Data extracts ->
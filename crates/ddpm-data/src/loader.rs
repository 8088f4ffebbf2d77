//! Epoch batching.
//!
//! Mirrors a `DataLoader(shuffle=True, drop_last=False)`: each epoch visits
//! every image exactly once, in a fresh permutation when shuffling, and the
//! final batch may be short.

use candle_core::{Device, Tensor};
use ddpm_core::{DdpmError, SimpleRng, IMAGE_CHANNELS, IMAGE_PIXELS, IMAGE_SIDE};

use crate::mnist::MnistDataset;

/// One mini-batch of digits.
#[derive(Debug, Clone)]
pub struct Batch {
    /// Pixels, shape `(B, 1, 28, 28)`, values in `[0, 1]`.
    pub images: Tensor,
    /// Digit labels, length `B`.
    pub labels: Vec<u8>,
}

/// Iterator over one epoch of batches.
///
/// # Example
///
/// ```
/// use candle_core::Device;
/// use ddpm_core::SimpleRng;
/// use ddpm_data::{BatchIter, MnistDataset};
///
/// let dataset = MnistDataset::from_raw(vec![0u8; 5 * 784], vec![0; 5]).unwrap();
/// let mut rng = SimpleRng::new(1);
/// let sizes: Vec<usize> = BatchIter::new(&dataset, 2, true, &mut rng, &Device::Cpu)
///     .map(|b| b.unwrap().labels.len())
///     .collect();
/// assert_eq!(sizes, vec![2, 2, 1]);
/// ```
pub struct BatchIter<'a> {
    dataset: &'a MnistDataset,
    order: Vec<usize>,
    cursor: usize,
    batch_size: usize,
    device: Device,
}

impl<'a> BatchIter<'a> {
    /// Starts an epoch. When `shuffle` is set the visiting order is drawn
    /// from `rng`; otherwise images come in index order.
    pub fn new(
        dataset: &'a MnistDataset,
        batch_size: usize,
        shuffle: bool,
        rng: &mut SimpleRng,
        device: &Device,
    ) -> Self {
        let mut order: Vec<usize> = (0..dataset.len()).collect();
        if shuffle {
            rng.shuffle(&mut order);
        }
        Self {
            dataset,
            order,
            cursor: 0,
            batch_size: batch_size.max(1),
            device: device.clone(),
        }
    }

    /// Total batches in this epoch: `ceil(len / batch_size)`.
    pub fn num_batches(&self) -> usize {
        self.order.len().div_ceil(self.batch_size)
    }

    fn build(&self, indices: &[usize]) -> Result<Batch, DdpmError> {
        let mut data = Vec::with_capacity(indices.len() * IMAGE_PIXELS);
        let mut labels = Vec::with_capacity(indices.len());
        for &idx in indices {
            data.extend_from_slice(self.dataset.image(idx));
            labels.push(self.dataset.label(idx));
        }
        let images = Tensor::from_vec(
            data,
            (indices.len(), IMAGE_CHANNELS, IMAGE_SIDE, IMAGE_SIDE),
            &self.device,
        )
        .map_err(|e| DdpmError::Internal {
            message: format!("BatchIter build: {e}"),
        })?;
        Ok(Batch { images, labels })
    }
}

impl Iterator for BatchIter<'_> {
    type Item = Result<Batch, DdpmError>;

    fn next(&mut self) -> Option<Self::Item> {
        if self.cursor >= self.order.len() {
            return None;
        }
        let end = (self.cursor + self.batch_size).min(self.order.len());
        let batch = self.build(&self.order[self.cursor..end]);
        self.cursor = end;
        Some(batch)
    }

    fn size_hint(&self) -> (usize, Option<usize>) {
        let remaining = (self.order.len() - self.cursor).div_ceil(self.batch_size);
        (remaining, Some(remaining))
    }
}
//! # ddpm-model
//!
//! The denoising diffusion model: a linear-beta noise schedule, a small
//! UNet that predicts the added noise, and the [`Ddpm`] wrapper that turns
//! them into a training loss and an ancestral sampler.
//!
//! ## Key Components
//!
//! - [`schedule::ddpm_schedules`] — precomputed α, ᾱ and friends for t ∈ 0..=T
//! - [`unet::Unet`] — 28×28 UNet with time embeddings (candle, autograd)
//! - [`Ddpm`] — ε-prediction loss and reverse-process sampling
//!
//! ## Architecture Rules
//!
//! - All trainable parameters live in a caller-owned `VarMap` so the trainer
//!   can hand them to the optimizer and to safetensors.
//! - Randomness comes from [`ddpm_core::SimpleRng`], never from candle's
//!   device RNG.
//! - CUDA support is feature-gated: `cargo build --features cuda`.

mod blocks;
pub mod ddpm;
pub mod schedule;
pub mod unet;

pub use ddpm::{should_capture, Ddpm, SampleOutput};
pub use schedule::{ddpm_schedules, NoiseSchedule};
pub use unet::Unet;

use candle_core::Device;
use ddpm_core::{DdpmError, DeviceChoice};

/// Resolves a [`DeviceChoice`] to a candle device.
///
/// `Auto` picks CUDA device 0 when candle was built with CUDA and a device
/// is present, otherwise the CPU.
///
/// # Errors
///
/// Returns [`DdpmError::Internal`] if an explicit CUDA ordinal cannot be
/// opened.
///
/// # Example
///
/// ```
/// use ddpm_core::DeviceChoice;
///
/// let device = ddpm_model::select_device(DeviceChoice::Cpu).unwrap();
/// assert!(device.is_cpu());
/// ```
pub fn select_device(choice: DeviceChoice) -> Result<Device, DdpmError> {
    match choice {
        DeviceChoice::Cpu => Ok(Device::Cpu),
        DeviceChoice::Auto => Ok(Device::cuda_if_available(0).unwrap_or(Device::Cpu)),
        DeviceChoice::Cuda(ordinal) => Device::new_cuda(ordinal).map_err(|e| DdpmError::Internal {
            message: format!("select_device cuda:{ordinal}: {e}"),
        }),
    }
}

Brief -> Your task is to reproduce the entire listing exactly as it appears.

Solution for this problem ->
filename crates/ddpm-data/src/loader.rs
repository 8088f4ffebbf2d77
//! Epoch batching.
//!
//! Mirrors a `DataLoader(shuffle=True, drop_last=False)`: each epoch visits
//! every image exactly once, in a fresh permutation when shuffling, and the
//! final batch may be short.

use candle_core::{Device, Tensor};
use ddpm_core::{DdpmError, SimpleRng, IMAGE_CHANNELS, IMAGE_PIXELS, IMAGE_SIDE};

use crate::mnist::MnistDataset;

/// One mini-batch of digits.
#[derive(Debug, Clone)]
pub struct Batch {
    /// Pixels, shape `(B, 1, 28, 28)`, values in `[0, 1]`.
    pub images: Tensor,
    /// Digit labels, length `B`.
    pub labels: Vec<u8>,
}

/// Iterator over one epoch of batches.
///
/// # Example
///
/// ```
/// use candle_core::Device;
/// use ddpm_core::SimpleRng;
/// use ddpm_data::{BatchIter, MnistDataset};
///
/// let dataset = MnistDataset::from_raw(vec![0u8; 5 * 784], vec![0; 5]).unwrap();
/// let mut rng = SimpleRng::new(1);
/// let sizes: Vec<usize> = BatchIter::new(&dataset, 2, true, &mut rng, &Device::Cpu)
///     .map(|b| b.unwrap().labels.len())
///     .collect();
/// assert_eq!(sizes, vec![2, 2, 1]);
/// ```
pub struct BatchIter<'a> {
    dataset: &'a MnistDataset,
    order: Vec<usize>,
    cursor: usize,
    batch_size: usize,
    device: Device,
}

impl<'a> BatchIter<'a> {
    /// Starts an epoch. When `shuffle` is set the visiting order is drawn
    /// from `rng`; otherwise images come in index order.
    pub fn new(
        dataset: &'a MnistDataset,
        batch_size: usize,
        shuffle: bool,
        rng: &mut SimpleRng,
        device: &Device,
    ) -> Self {
        let mut order: Vec<usize> = (0..dataset.len()).collect();
        if shuffle {
            rng.shuffle(&mut order);
        }
        Self {
            dataset,
            order,
            cursor: 0,
            batch_size: batch_size.max(1),
            device: device.clone(),
        }
    }

    /// Total batches in this epoch: `ceil(len / batch_size)`.
    pub fn num_batches(&self) -> usize {
        self.order.len().div_ceil(self.batch_size)
    }

    fn build(&self, indices: &[usize]) -> Result<Batch, DdpmError> {
        let mut data = Vec::with_capacity(indices.len() * IMAGE_PIXELS);
        let mut labels = Vec::with_capacity(indices.len());
        for &idx in indices {
            data.extend_from_slice(self.dataset.image(idx));
            labels.push(self.dataset.label(idx));
        }
        let images = Tensor::from_vec(
            data,
            (indices.len(), IMAGE_CHANNELS, IMAGE_SIDE, IMAGE_SIDE),
            &self.device,
        )
        .map_err(|e| DdpmError::Internal {
            message: format!("BatchIter build: {e}"),
        })?;
        Ok(Batch { images, labels })
    }
}

impl Iterator for BatchIter<'_> {
    type Item = Result<Batch, DdpmError>;

    fn next(&mut self) -> Option<Self::Item> {
        if self.cursor >= self.order.len() {
            return None;
        }
        let end = (self.cursor + self.batch_size).min(self.order.len());
        let batch = self.build(&self.order[self.cursor..end]);
        self.cursor = end;
        Some(batch)
    }

    fn size_hint(&self) -> (usize, Option<usize>) {
        let remaining = (self.order.len() - self.cursor).div_ceil(self.batch_size);
        (remaining, Some(remaining))
    }
}
//! # ddpm-model
//!
//! The denoising diffusion model: a linear-beta noise schedule, a small
//! UNet that predicts the added noise, and the [`Ddpm`] wrapper that turns
//! them into a training loss and an ancestral sampler.
//!
//! ## Key Components
//!
//! - [`schedule::ddpm_schedules`] — precomputed α, ᾱ and friends for t ∈ 0..=T
//! - [`unet::Unet`] — 28×28 UNet with time embeddings (candle, autograd)
//! - [`Ddpm`] — ε-prediction loss and reverse-process sampling
//!
//! ## Architecture Rules
//!
//! - All trainable parameters live in a caller-owned `VarMap` so the trainer
//!   can hand them to the optimizer and to safetensors.
//! - Randomness comes from [`ddpm_core::SimpleRng`], never from candle's
//!   device RNG.
//! - CUDA support is feature-gated: `cargo build --features cuda`.

mod blocks;
pub mod ddpm;
pub mod schedule;
pub mod unet;

pub use ddpm::{should_capture, Ddpm, SampleOutput};
pub use schedule::{ddpm_schedules, NoiseSchedule};
pub use unet::Unet;

use candle_core::Device;
use ddpm_core::{DdpmError, DeviceChoice};

/// Resolves a [`DeviceChoice`] to a candle device.
///
/// `Auto` picks CUDA device 0 when candle was built with CUDA and a device
/// is present, otherwise the CPU.
///
/// # Errors
///
/// Returns [`DdpmError::Internal`] if an explicit CUDA ordinal cannot be
/// opened.
///
/// # Example
///
/// ```
/// use ddpm_core::DeviceChoice;
///
/// let device = ddpm_model::select_device(DeviceChoice::Cpu).unwrap();
/// assert!(device.is_cpu());
/// ```
pub fn select_device(choice: DeviceChoice) -> Result<Device, DdpmError> {
    match choice {
        DeviceChoice::Cpu => Ok(Device::Cpu),
        DeviceChoice::Auto => Ok(Device::cuda_if_available(0).unwrap_or(Device::Cpu)),
        DeviceChoice::Cuda(ordinal) => Device::new_cuda(ordinal).map_err(|e| DdpmError::Internal {
            message: format!("select_device cuda:{ordinal}: {e}"),
        }),
    }
}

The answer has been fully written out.